В детстве они, бывало, иногда ссорились до драки – но больше, чем на час, им ссоры не хватало. Никогда, услышь, Нут, никогда, ни одной минуты по-настоящему не враждовали.

Впрочем, они же были птицы-полукровки, а не люди. Всё изменилось, люди в те времена перестали бояться птиц, а птицы – сторониться людей. Границы Ашури охраняли птичьи патрули, а в приморских городах выстроили такие штуки, которые я никак не могу запомнить по имени: они есть у северян, они нужны для защиты с моря, там стоят пушки и живут солдаты.

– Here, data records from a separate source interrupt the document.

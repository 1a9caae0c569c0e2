use sea_orm::DatabaseConnection;

use crate::collections::repository::CollectionRepository;
use crate::errors::ServiceError;
use models::collection;

pub struct SeaOrmCollectionRepository {
    pub db: DatabaseConnection,
}

#[async_trait::async_trait]
impl CollectionRepository for SeaOrmCollectionRepository {
    async fn load(&self, name: &str) -> Result<Option<String>, ServiceError> {
        let row = collection::find(&self.db, name).await?;
        Ok(row.map(|m| m.data))
    }

    async fn save(&self, name: &str, data: String) -> Result<(), ServiceError> {
        collection::upsert(&self.db, name, data).await?;
        Ok(())
    }

    async fn insert_if_absent(&self, name: &str, data: String) -> Result<bool, ServiceError> {
        Ok(collection::insert_if_absent(&self.db, name, data).await?)
    }

    async fn delete(&self, name: &str) -> Result<bool, ServiceError> {
        Ok(collection::delete(&self.db, name).await?)
    }

    async fn delete_all(&self) -> Result<u64, ServiceError> {
        Ok(collection::delete_all(&self.db).await?)
    }

    async fn exists(&self, name: &str) -> Result<bool, ServiceError> {
        Ok(collection::exists(&self.db, name).await?)
    }

    async fn names(&self) -> Result<Vec<String>, ServiceError> {
        Ok(collection::list_names(&self.db).await?)
    }

    async fn ping(&self) -> Result<(), ServiceError> {
        self.db.ping().await.map_err(|e| ServiceError::Db(e.to_string()))
    }
}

А Лисичка, когда была малюткой, только мне позволяла заплетать её чудесные косички. Да и сейчас она верит моим рукам больше, чем любым другим, – ведёт себя, будто я её родич. Ей скоро замуж: сватался царевич птиц, брат Молнии, Утёс. Лисичка, говоря о нём, робеет и улыбается… Хочу сердечно, чтобы они были счастливы, но всё равно жаль расставаться.

Лисичка удивительно похожа на Яблоню в юности – только личиком темнее и строже. Тоже любит голубой цвет – и волосы вьются ягнячьими колечками, всегда выбиваются на висках.

Ветер так никогда и не научился сидеть на троне в пещерном зале, в золоте с ног до головы, с церемониальной причёской и наклеенной бородой. Жители Ашури часто видели своего царя в небе; мир сильно изменился… Я думаю, он стал лучше.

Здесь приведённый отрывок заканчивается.